It's Valentine's Day and the first in three years where the weather has been good. I should know, because Valentine's Day for me is normally a busy date in the flying season for my Airads business, as men - and sometimes women - all over the country propose or send special messages - pictured - to their sweethearts with a banner towed by one of my aircraft.
This year, nothing! Several enquiries and for the first time an attempt to pass-off a stolen credit card for a booking. the latter attempt was almost laughable, because my 'other job', as readers may know, involves a specialisation in crime and fraud.
Being suspicious about the telephone transaction for a flight over Bradford, I told the client, who was booking on behalf of someone else - sounds dodgy - I would call her back and then quickly used some subscription-based tools of my own to cross check her details, discovering that she should be 56 years old. As the caller clearly wasn't, I double checked the registered card address, found a related business telephone number and then called the real "Mrs Smith" to double check 'her' authorisation. The poor lady was really quite surprised and concerned to hear she had earlier booked a Valentine's message flight over an address in Bradford for a girl named "Jaan" and I advised the she immediately contact her bank and cancel her Maestro card; probably get on to Equifax too and make sure her identity wasn't being used for other fraudulent transactions too!

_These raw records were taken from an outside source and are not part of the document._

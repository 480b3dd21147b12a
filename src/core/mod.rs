//! Core signal processing traits.
//!
//! This module provides the sample-generation abstractions shared by the
//! reference synthesizer and the output sinks:
//! - `Signal` trait for anything that produces samples
//! - `AudioSignal` trait for signals that know their sample rate
//! - `Pitched` trait for signals with a controllable frequency

mod audio;
mod signal;

pub use audio::AudioSignal;
pub use signal::{Pitched, Signal};
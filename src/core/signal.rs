//! Core signal trait and the pitch-control trait.

/// Common interface for anything that can generate samples.
///
/// Oscillators, envelope-shaped voices, and the mixed output of a
/// [`PolySynth`](crate::PolySynth) all implement this trait.
///
/// The trait provides two fundamental operations:
/// - Single sample generation via `next_sample()`
/// - Batch processing via `process()`
pub trait Signal {
    /// Generates the next sample from the signal.
    ///
    /// # Returns
    ///
    /// A sample value, typically between -1.0 and 1.0 for audio signals
    fn next_sample(&mut self) -> f64;

    /// Generates multiple samples into a buffer.
    ///
    /// Default implementation calls `next_sample()` for each element.
    /// Implementors may override this for more efficient batch processing.
    fn process(&mut self, buffer: &mut [f64]) {
        for sample in buffer.iter_mut() {
            *sample = self.next_sample();
        }
    }
}

/// Minimal trait for anything with a controllable pitch.
///
/// # Examples
///
/// ```
/// use windchime::{Pitched, WaveformTable, WavetableOscillator};
///
/// let table = WaveformTable::sine(128, 1.0).unwrap();
/// let mut osc = WavetableOscillator::new(&table, 440.0, 11020.0);
/// assert!((osc.frequency() - 440.0).abs() < 1e-9);
///
/// osc.set_frequency(880.0);
/// assert!((osc.frequency() - 880.0).abs() < 1e-9);
/// ```
pub trait Pitched {
    /// Sets the frequency of the signal in Hz.
    fn set_frequency(&mut self, freq: f64);

    /// Gets the current frequency of the signal in Hz.
    fn frequency(&self) -> f64;
}
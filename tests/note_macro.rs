#![cfg(feature = "macros")]

use windchime::{Chime, ChimeConfig, NoteLog, note, scale};

#[test]
fn test_note_macro_a4() {
    assert_eq!(note!("A4"), 69);
}

#[test]
fn test_note_macro_sharps_and_flats() {
    assert_eq!(note!("C#4"), 61);
    assert_eq!(note!("Bb3"), 58);
    assert_eq!(note!("Bb3"), note!("A#3"));
}

#[test]
fn test_note_macro_extremes() {
    assert_eq!(note!("C-1"), 0);
    assert_eq!(note!("G9"), 127);
}

#[test]
fn test_note_macro_in_const() {
    const MIDDLE_C: u8 = note!("C4");
    assert_eq!(MIDDLE_C, 60);
}

#[test]
fn test_scale_macro() {
    const C_NINE: [u8; 5] = scale!("C5", "E5", "G5", "A#5", "D6");
    assert_eq!(C_NINE, [72, 76, 79, 82, 86]);
}

#[test]
fn test_macros_agree_with_runtime_resolution() {
    let chime = Chime::new(ChimeConfig::default(), |_, _| Ok(NoteLog::new())).unwrap();
    assert_eq!(chime.scale(), &scale!("C5", "E5", "G5", "A#5", "D6"));
}

#[test]
fn test_strike_with_note_macro() {
    let mut chime = Chime::new(ChimeConfig::default(), |_, _| Ok(NoteLog::new())).unwrap();
    let strike = chime.strike(note!("A4"), 1.0).unwrap();
    assert!((strike.partials[0].frequency - 440.0).abs() < 1e-9);
}
use async_trait::async_trait;
use reqwest::Url;
use serde::Deserialize;
use tracing::{debug, warn};

use crate::config::GoogleConfig;

const AUTHORIZE_URL: &str = "https://accounts.google.com/o/oauth2/v2/auth";
const TOKEN_URL: &str = "https://oauth2.googleapis.com/token";
const TOKEN_INFO_URL: &str = "https://oauth2.googleapis.com/tokeninfo";
const PEOPLE_URL: &str = "https://people.googleapis.com/v1/people/me?personFields=names";
const SCOPES: &str = "https://www.googleapis.com/auth/userinfo.profile \
                      https://www.googleapis.com/auth/userinfo.email";

#[derive(Debug, thiserror::Error)]
pub enum ProviderError {
    #[error("provider answered with status {0}")]
    Status(u16),
    #[error("provider unreachable: {0}")]
    Transport(#[from] reqwest::Error),
    #[error("oauth provider is not configured")]
    Unconfigured,
}

#[derive(Debug, Clone, Deserialize)]
pub struct ProviderTokens {
    pub access_token: String,
    #[serde(default)]
    pub refresh_token: Option<String>,
}

#[derive(Debug, Clone, Default, PartialEq, Eq)]
pub struct ProviderProfile {
    pub given_name: String,
    pub family_name: String,
}

/// The external OAuth2 identity provider.
#[async_trait]
pub trait OAuthProvider: Send + Sync {
    fn authorize_url(&self, state: &str) -> Result<String, ProviderError>;
    async fn exchange_code(&self, code: &str) -> Result<ProviderTokens, ProviderError>;
    async fn fetch_profile(&self, access_token: &str) -> Result<ProviderProfile, ProviderError>;
    /// Email bound to the access token, if the provider disclosed one.
    async fn token_email(&self, access_token: &str) -> Result<Option<String>, ProviderError>;
}

pub struct GoogleProvider {
    cfg: GoogleConfig,
    http: reqwest::Client,
}

impl GoogleProvider {
    pub fn new(cfg: GoogleConfig) -> Self {
        Self {
            cfg,
            http: reqwest::Client::new(),
        }
    }
}

#[derive(Deserialize)]
struct PeopleResponse {
    #[serde(default)]
    names: Vec<PersonName>,
}

#[derive(Deserialize)]
#[serde(rename_all = "camelCase")]
struct PersonName {
    #[serde(default)]
    given_name: String,
    #[serde(default)]
    family_name: String,
}

#[derive(Deserialize)]
struct TokenInfo {
    email: Option<String>,
}

fn check(res: &reqwest::Response, what: &str) -> Result<(), ProviderError> {
    let status = res.status();
    if !status.is_success() {
        warn!(%status, what, "google api error");
        return Err(ProviderError::Status(status.as_u16()));
    }
    Ok(())
}

#[async_trait]
impl OAuthProvider for GoogleProvider {
    fn authorize_url(&self, state: &str) -> Result<String, ProviderError> {
        let url = Url::parse_with_params(
            AUTHORIZE_URL,
            &[
                ("access_type", "offline"),
                ("scope", SCOPES),
                ("response_type", "code"),
                ("client_id", self.cfg.client_id.as_str()),
                ("redirect_uri", self.cfg.redirect_url.as_str()),
                ("state", state),
            ],
        )
        .map_err(|e| {
            warn!(error = %e, "building authorization url failed");
            ProviderError::Unconfigured
        })?;
        Ok(url.to_string())
    }

    async fn exchange_code(&self, code: &str) -> Result<ProviderTokens, ProviderError> {
        let res = self
            .http
            .post(TOKEN_URL)
            .form(&[
                ("code", code),
                ("client_id", self.cfg.client_id.as_str()),
                ("client_secret", self.cfg.client_secret.as_str()),
                ("redirect_uri", self.cfg.redirect_url.as_str()),
                ("grant_type", "authorization_code"),
            ])
            .send()
            .await?;
        check(&res, "token exchange")?;
        let tokens = res.json::<ProviderTokens>().await?;
        debug!(has_refresh = tokens.refresh_token.is_some(), "google code exchanged");
        Ok(tokens)
    }

    async fn fetch_profile(&self, access_token: &str) -> Result<ProviderProfile, ProviderError> {
        let res = self
            .http
            .get(PEOPLE_URL)
            .bearer_auth(access_token)
            .send()
            .await?;
        check(&res, "people")?;
        let people = res.json::<PeopleResponse>().await?;
        Ok(people
            .names
            .into_iter()
            .next()
            .map(|n| ProviderProfile {
                given_name: n.given_name,
                family_name: n.family_name,
            })
            .unwrap_or_default())
    }

    async fn token_email(&self, access_token: &str) -> Result<Option<String>, ProviderError> {
        let res = self
            .http
            .get(TOKEN_INFO_URL)
            .query(&[("access_token", access_token)])
            .send()
            .await?;
        check(&res, "tokeninfo")?;
        Ok(res.json::<TokenInfo>().await?.email.filter(|e| !e.is_empty()))
    }
}

/// Stand-in used when no client credentials are configured.
pub struct UnconfiguredProvider;

#[async_trait]
impl OAuthProvider for UnconfiguredProvider {
    fn authorize_url(&self, _state: &str) -> Result<String, ProviderError> {
        Err(ProviderError::Unconfigured)
    }

    async fn exchange_code(&self, _code: &str) -> Result<ProviderTokens, ProviderError> {
        Err(ProviderError::Unconfigured)
    }

    async fn fetch_profile(&self, _access_token: &str) -> Result<ProviderProfile, ProviderError> {
        Err(ProviderError::Unconfigured)
    }

    async fn token_email(&self, _access_token: &str) -> Result<Option<String>, ProviderError> {
        Err(ProviderError::Unconfigured)
    }
}
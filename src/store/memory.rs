use std::collections::{HashMap, HashSet};

use async_trait::async_trait;
use time::{OffsetDateTime, UtcOffset};
use tokio::sync::RwLock;
use uuid::Uuid;

use super::{ActivityEvent, ActivityStore, NewUser, StoreError, User, UserStore};

/// Process-local store used when no database is configured, and by tests.
#[derive(Default)]
pub struct MemoryStore {
    inner: RwLock<Inner>,
}

#[derive(Default)]
struct Inner {
    users: HashMap<Uuid, User>,
    activities: Vec<ActivityEvent>,
}

impl MemoryStore {
    pub fn new() -> Self {
        Self::default()
    }
}

#[async_trait]
impl UserStore for MemoryStore {
    async fn find_by_email(&self, email: &str) -> Result<Option<User>, StoreError> {
        let inner = self.inner.read().await;
        Ok(inner.users.values().find(|u| u.email == email).cloned())
    }

    async fn find_by_id(&self, id: Uuid) -> Result<Option<User>, StoreError> {
        Ok(self.inner.read().await.users.get(&id).cloned())
    }

    async fn create(&self, user: NewUser) -> Result<User, StoreError> {
        let mut inner = self.inner.write().await;
        if inner.users.values().any(|u| u.email == user.email) {
            return Err(StoreError::Duplicate);
        }
        let now = OffsetDateTime::now_utc();
        let created = User {
            id: Uuid::new_v4(),
            email: user.email,
            password_hash: user.password_hash,
            first_name: user.first_name,
            last_name: user.last_name,
            is_google_registered: user.is_google_registered,
            is_email_verified: user.is_email_verified,
            last_session: now,
            login_count: 1,
            created_at: now,
            updated_at: now,
        };
        inner.users.insert(created.id, created.clone());
        Ok(created)
    }

    async fn update_name(
        &self,
        id: Uuid,
        first_name: &str,
        last_name: &str,
    ) -> Result<Option<User>, StoreError> {
        let mut inner = self.inner.write().await;
        Ok(inner.users.get_mut(&id).map(|u| {
            u.first_name = first_name.to_string();
            u.last_name = last_name.to_string();
            u.updated_at = OffsetDateTime::now_utc();
            u.clone()
        }))
    }

    async fn update_password(&self, id: Uuid, password_hash: &str) -> Result<(), StoreError> {
        if let Some(u) = self.inner.write().await.users.get_mut(&id) {
            u.password_hash = password_hash.to_string();
            u.updated_at = OffsetDateTime::now_utc();
        }
        Ok(())
    }

    async fn mark_email_verified(&self, id: Uuid) -> Result<(), StoreError> {
        if let Some(u) = self.inner.write().await.users.get_mut(&id) {
            u.is_email_verified = true;
            u.updated_at = OffsetDateTime::now_utc();
        }
        Ok(())
    }

    async fn touch_session(
        &self,
        id: Uuid,
        at: OffsetDateTime,
        count_login: bool,
    ) -> Result<(), StoreError> {
        if let Some(u) = self.inner.write().await.users.get_mut(&id) {
            u.last_session = at;
            if count_login {
                u.login_count += 1;
            }
        }
        Ok(())
    }

    async fn list(&self) -> Result<Vec<User>, StoreError> {
        let mut users: Vec<User> = self.inner.read().await.users.values().cloned().collect();
        users.sort_by_key(|u| u.created_at);
        Ok(users)
    }

    async fn count(&self) -> Result<i64, StoreError> {
        Ok(self.inner.read().await.users.len() as i64)
    }
}

#[async_trait]
impl ActivityStore for MemoryStore {
    async fn append(&self, event: ActivityEvent) -> Result<(), StoreError> {
        self.inner.write().await.activities.push(event);
        Ok(())
    }

    async fn count_active_users_since(&self, since: OffsetDateTime) -> Result<i64, StoreError> {
        let inner = self.inner.read().await;
        let users: HashSet<Uuid> = inner
            .activities
            .iter()
            .filter(|a| a.activity_at >= since)
            .map(|a| a.user_id)
            .collect();
        Ok(users.len() as i64)
    }

    async fn count_active_user_days_since(
        &self,
        since: OffsetDateTime,
        offset: UtcOffset,
    ) -> Result<i64, StoreError> {
        let inner = self.inner.read().await;
        let pairs: HashSet<_> = inner
            .activities
            .iter()
            .filter(|a| a.activity_at >= since)
            .map(|a| (a.user_id, a.activity_at.to_offset(offset).date()))
            .collect();
        Ok(pairs.len() as i64)
    }
}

I did try and warn the credit card company, after all, I had the bogus client's mobile phone number too but I if you own a Maestro card, there's no way of people like me reporting such a thing and Visa don't want to know either. It's part of the reason why credit card fraud is such big business and policing it is a shambles; there's too much of it happening and so the banks simply absorb it. However, if you happen to be the merchant involved, even if the card authorises, which this one would have done, the funds would have been reversed the moment a fraud was discovered and so its the business that loses heavily and the fraudster that wins.
Ironically, the other job this week was for Greater Manchester Police with a neighbourhood policing message over the city.
Card fraud aside, even my local greetings card shop tells me that while business was brisk this week, customers are seemingly more cost conscious of their choice of cards, "Me to You" love bears et al. So perhaps under Labour even the price of true love is now becoming too high, which may explain yesterday's figures that married couples are now officially in the minority; perhaps because they can't get a mortgage on the cost of the wedding.